Start of Records to use
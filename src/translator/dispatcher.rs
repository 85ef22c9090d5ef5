//! Routes protocol requests to the translator registered for their cluster,
//! and inbound bus traffic back to the protocol stack.

use super::{AttributeCache, CommandTranslator, Inbound, Invocation, PendingRequests};
use crate::bus::{BusMessage, BusTopic, TopicScheme};
use crate::error::{BridgeError, TranslateError};
use crate::matter::{
    AttributeId, AttributeUpdate, AttributeValue, AttributeWrite, ClusterId, CommandId,
    CommandPayload, CommandReply, EndpointId, GroupId, HandlerContext, KnownCluster,
    ProtocolSink,
};
use crate::node_state::{NodeStateEvent, NodeStateMonitor};
use log::{debug, info, warn};
use std::collections::HashMap;
use std::sync::Arc;
use std::time::{Duration, Instant};

pub struct Dispatcher {
    translators: HashMap<ClusterId, Arc<dyn CommandTranslator>>,
    topics: TopicScheme,
    pending: PendingRequests,
    cache: AttributeCache,
    sink: Arc<dyn ProtocolSink>,
}

impl Dispatcher {
    pub fn new(topics: TopicScheme, sink: Arc<dyn ProtocolSink>, reply_timeout: Duration) -> Self {
        Self {
            translators: HashMap::new(),
            topics,
            pending: PendingRequests::new(reply_timeout, sink.clone()),
            cache: AttributeCache::default(),
            sink,
        }
    }

    /// Bind a translator to its cluster. Each cluster takes one translator.
    pub fn register(&mut self, translator: Arc<dyn CommandTranslator>) -> crate::error::Result<()> {
        let cluster = translator.cluster().id();
        if self.translators.contains_key(&cluster) {
            return Err(BridgeError::DuplicateTranslator(cluster));
        }
        info!("[Bridge] Registered translator for {}", cluster);
        self.translators.insert(cluster, translator);
        Ok(())
    }

    fn translator(&self, cluster: ClusterId) -> Result<&Arc<dyn CommandTranslator>, TranslateError> {
        self.translators
            .get(&cluster)
            .ok_or(TranslateError::UnsupportedCluster(cluster))
    }

    /// Invoke a command on one endpoint.
    pub fn dispatch(&self, ctx: &HandlerContext) -> Result<Invocation, TranslateError> {
        let result = self
            .translator(ctx.cluster)
            .and_then(|translator| translator.invoke(ctx, &self.pending));
        if let Err(e) = &result {
            debug!(
                "[Bridge] {} {} command {} rejected: {}",
                ctx.endpoint, ctx.cluster, ctx.command, e
            );
        }
        result
    }

    /// Invoke a command on a group. Group commands are never tracked.
    pub fn dispatch_group(
        &self,
        group: GroupId,
        cluster: ClusterId,
        command: CommandId,
        payload: &CommandPayload,
    ) -> Result<(), TranslateError> {
        self.translator(cluster)?
            .invoke_group(group, command, payload)
    }

    pub fn write_attribute(&self, write: &AttributeWrite) -> Result<Invocation, TranslateError> {
        self.translator(write.cluster)?
            .write_attribute(write, &self.pending)
    }

    /// Last reported value, or None before the first report.
    pub fn read_attribute(
        &self,
        endpoint: EndpointId,
        cluster: ClusterId,
        attribute: AttributeId,
    ) -> Result<Option<AttributeValue>, TranslateError> {
        let translator = self.translator(cluster)?;
        if translator.attribute(attribute).is_none() {
            return Err(TranslateError::UnsupportedAttribute {
                cluster,
                attribute: attribute.0,
            });
        }
        if translator.links().node_state.resolve_endpoint(endpoint).is_none() {
            return Err(TranslateError::DeviceUnavailable(endpoint));
        }
        Ok(self.cache.get(endpoint, cluster, attribute))
    }

    /// Handle one inbound bus message.
    pub fn on_bus_message(&self, message: &BusMessage) {
        let Some(topic) = self.topics.parse(&message.topic) else {
            debug!("[Bridge] Ignoring {}", message.topic);
            return;
        };
        let cluster = match &topic {
            BusTopic::Reported { cluster, .. } | BusTopic::Generated { cluster, .. } => cluster,
            _ => return,
        };
        let Some(translator) = KnownCluster::from_bus_name(cluster)
            .and_then(|known| self.translators.get(&known.id()))
        else {
            debug!("[Bridge] No translator for {}", message.topic);
            return;
        };

        let inbound = match translator.decode_bus_message(&topic, &message.payload) {
            Ok(inbound) => inbound,
            Err(e) => {
                warn!("[Bridge] Dropping message on {}: {}", message.topic, e);
                return;
            }
        };

        match inbound {
            Inbound::Report {
                endpoint,
                attribute,
                value,
            } => {
                self.pending
                    .complete(&message.topic, CommandReply::Attribute(value.clone()));

                let Some(endpoint) = endpoint else {
                    debug!("[Bridge] Report from unmapped device on {}", message.topic);
                    return;
                };
                let cluster = translator.cluster().id();
                self.cache.store(endpoint, cluster, attribute, value.clone());
                self.sink.attribute_updated(AttributeUpdate {
                    endpoint,
                    cluster,
                    attribute,
                    value,
                });
            }
            Inbound::Reply(reply) => {
                if !self.pending.complete(&message.topic, reply) {
                    warn!("[Bridge] Unmatched reply on {}, dropped", message.topic);
                }
            }
        }
    }

    /// React to a device attaching or detaching.
    pub fn on_node_event(&self, event: &NodeStateEvent) {
        if let NodeStateEvent::Detached { unid, endpoints } = event {
            let failed = self.pending.fail_device(unid);
            if failed > 0 {
                info!("[Bridge] {} pending request(s) failed: {} detached", failed, unid);
            }
            self.cache.forget(endpoints);
        }
    }

    /// Fail pending requests for devices `monitor` no longer resolves.
    pub fn reconcile(&self, monitor: &dyn NodeStateMonitor) -> usize {
        let failed = self.pending.fail_unreachable(monitor);
        if failed > 0 {
            info!("[Bridge] {} pending request(s) failed on reconcile", failed);
        }
        failed
    }

    /// Time out every request past its deadline.
    pub fn expire_pending(&self, now: Instant) -> usize {
        self.pending.expire(now)
    }

    /// Every topic pattern the registered translators need.
    pub fn subscriptions(&self) -> Vec<String> {
        let mut patterns: Vec<String> = self
            .translators
            .values()
            .flat_map(|translator| translator.subscriptions())
            .collect();
        patterns.sort();
        patterns.dedup();
        patterns
    }

    pub fn pending(&self) -> &PendingRequests {
        &self.pending
    }
}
End of Records to use
Instructions for the task
What is needed is a copy of every line above in which "ProtocolSink" appears.

Answer section
    ProtocolSink,
    sink: Arc<dyn ProtocolSink>,
    pub fn new(topics: TopicScheme, sink: Arc<dyn ProtocolSink>, reply_timeout: Duration) -> Self {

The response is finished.